Para Bourdieu, “campos” são espaços de luta pelo poder na sociedade
Luiz Prado/Jornal da USP
Em 04.05.2025
O sociólogo francês Pierre Bourdieu (1930-2002) enxergava a sociedade como uma série de arenas nas quais as pessoas travam diferentes batalhas. Cada uma dessas arenas possui regras e prêmios próprios e suas lutas, mais do que apenas seguir os regulamentos, têm o poder de transformá-los e modificar o próprio campo de batalha no processo.
A definição acima é uma tradução aproximada e bastante simplificada da teoria dos campos, conceito central nas análises empreendidas pelo sociólogo. Por 40 anos, Bourdieu produziu estudos nos quais a ideia de campo foi usada para pensar temas como religião, literatura, ciência, economia, moda, direito e política.
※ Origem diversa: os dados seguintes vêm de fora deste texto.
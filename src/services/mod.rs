//! Service layer containing evaluation logic and side-effect helpers.
//!
//! ## Service map
//! - `metrics.rs` — action distribution, guard rates, safety rate, latency percentiles.
//! - `invariants.rs` — batch invariants (contract closure, confidence, fail-closed, version).
//! - `contracts.rs` — schema version parsing and range gate.
//! - `report_builder.rs` — report assembly from the three engines.
//! - `packet_reader.rs` — JSONL trace ingestion.
//! - `fixtures.rs` — named synthetic traces.
//! - `writer.rs` — report.json / report.md persistence.
//! - `config.rs` — TOML config with defaults.
//! - `logging.rs` — tracing subscriber setup.
//! - `output.rs` — JSON/text output helpers.
//!
//! ## Conventions
//! - The metrics, invariant, contract and report services are pure.
//! - Side effects should be explicit and localized (`packet_reader`, `writer`, `config`).
//! - Keep command handlers thin; delegate to services.

pub mod config;
pub mod contracts;
pub mod fixtures;
pub mod invariants;
pub mod logging;
pub mod metrics;
pub mod output;
pub mod packet_reader;
pub mod report_builder;
pub mod writer;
Em meados dos anos 1990, era seu projeto organizar um livro que apresentasse uma teoria geral dos campos, com cada capítulo trazendo um elemento da teoria, a partir de estudos de caso.
Bourdieu acabou abandonando a empreitada e não viveu para completar tal obra, mas ela veio à luz graças a um trabalho editorial que agora ganha tradução em língua portuguesa pela Editora da USP (Edusp). Microcosmos: Teoria dos Campos, volume com quase 650 páginas, reúne textos inéditos, trabalhos anteriormente publicados em livros e revistas e artigos revisados e reescritos pelo próprio sociólogo à época da concepção do trabalho. A edição brasileira contou com tradução de Clóvis Marques e do professor da Faculdade de Filosofia, Letras e Ciências Humanas (FFLCH) da USP Sergio Miceli.
Conforme os editores avisam na nota de abertura, o livro não é a versão acabada do projeto idealizado por Bourdieu, mas uma obra que tentou imaginar, a partir das anotações deixadas pelo autor, o que ele teria feito se tivesse concluído a tarefa. Isso significa que os editores partiram dos esboços do sociólogo, mas tomaram a liberdade de suprimir ou acrescentar materiais para garantir coerência ao volume.
A ideia central do livro é apresentar os princípios fundamentais para análises centradas nos campos. Isso é feito a partir de estudos de caso que, além de mostrar as particularidades de cada campo, revelam aspectos da teoria válidos para todos os outros. Segundo o autor, os campos possuem leis próprias, válidas para cada um deles, mas também leis gerais e invariáveis.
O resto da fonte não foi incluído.